Link back to your app

Email and SMS notifications can include a link back to your site, the 'inbox URL', which you can configure on the Notifications page of the TalkJS Dashboard. You can set up the inbox URL to link directly to the relevant conversation or location.

If you are using an inbox page on https://yoursite.com/inbox, you can give this inbox URL an optional parameter that preselects the appropriate conversation, for example https://yoursite.com/inbox?conversation=123456.

In the email settings on your dashboard, you can then use template macros to make TalkJS build the appropriate link as follows: https://yoursite.com/inbox?conversation={{conversation.id}}.

You can also make the Inbox URL lead straight to the page about a product or order, and embed a chatbox or pop-up widget there. In this case, you can build a link that contains the appropriate product or order ID.

If you used the order ID for a conversation ID then you can use a similar URL as above: https://yoursite.com/orders/{{conversation.id}}.

If the conversation ID is different from the relevant order or product ID, then you can add a custom field to the conversation to identify the order or product. For example, you could pass {"productId": "12345"} when creating the conversation, and then configure the inbox URL as follows: https://yoursite.com/orders/{{conversation.custom.productId}}

Automatically logging in

To make it as easy as possible for a user to return to your site, you can add an authentication token to the inbox URL which automatically logs your user in.

To automatically log a user in, you could give the user a custom field called authToken which contains a cryptographically signed token. For example, a JSON Web Token that contains the user's ID and an expiry date. Set up the inbox URL as follows: https://yoursite.com/inbox?conversation={{conversation.id}}&authToken={{user.custom.authToken}}.

Then, in the backend on your inbox page, check whether a valid authToken was passed. If a valid authToken was passed, you can log the user in before displaying the page.

Security considerations

Automatically logging in a user comes with security ramifications. If a user forwards their email with an auto-login-link to others, then others might be able to impersonate that user.

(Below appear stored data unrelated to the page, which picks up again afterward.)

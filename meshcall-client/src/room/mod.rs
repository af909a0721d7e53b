mod negotiation;
mod peer_registry;
mod peer_task;
mod room;
mod room_command;
mod room_event;
mod room_session;

pub use negotiation::*;
pub use peer_registry::*;
pub use peer_task::PeerCommand;
pub use room_command::*;
pub use room_event::*;
pub use room_session::*;
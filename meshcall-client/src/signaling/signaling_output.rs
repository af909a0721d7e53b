use async_trait::async_trait;
use meshcall_core::{PeerId, RoomId, SignalMessage};
use std::sync::Arc;
use thiserror::Error;
use tokio::sync::mpsc;

#[derive(Debug, Clone, Error)]
pub enum ChannelError {
    #[error("failed to connect signaling channel: {0}")]
    Connect(String),

    #[error("failed to send signal: {0}")]
    Send(String),

    #[error("signaling channel closed: {0}")]
    Closed(String),
}

/// Outbound half of a room-scoped signaling channel.
#[async_trait]
pub trait SignalingOutput: Send + Sync {
    /// Send one message; `to == None` broadcasts to the room.
    async fn send(&self, msg: SignalMessage) -> Result<(), ChannelError>;

    async fn close(&self);
}

/// What the inbound half of the channel yields. Text is still undecoded so
/// that validation happens in one place, at the room boundary.
#[derive(Debug, Clone, PartialEq, Eq)]
pub enum InboundFrame {
    Text(String),
    Closed(String),
}

pub struct SignalingLink {
    pub output: Arc<dyn SignalingOutput>,
    pub inbound: mpsc::UnboundedReceiver<InboundFrame>,
}

/// Opens signaling channels scoped to one room.
#[async_trait]
pub trait SignalingConnector: Send + Sync {
    async fn connect(&self, room: &RoomId, identity: &PeerId)
    -> Result<SignalingLink, ChannelError>;
}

One way to mitigate the security risk of automatically logging-in a user is to allow automatic login only on expired user sessions, but not on devices that were never seen before. This way, a user automatically logs in on any device where they were logged in before, while new devices still need to log in the first time they use your app.

Another way to mitigate the security risk of automatically logging-in a user is to let users communicate in a single conversation only, if they had an invalid session but a valid authentication token. This way, users can quickly respond to messages or explore your platform further, without compromising security.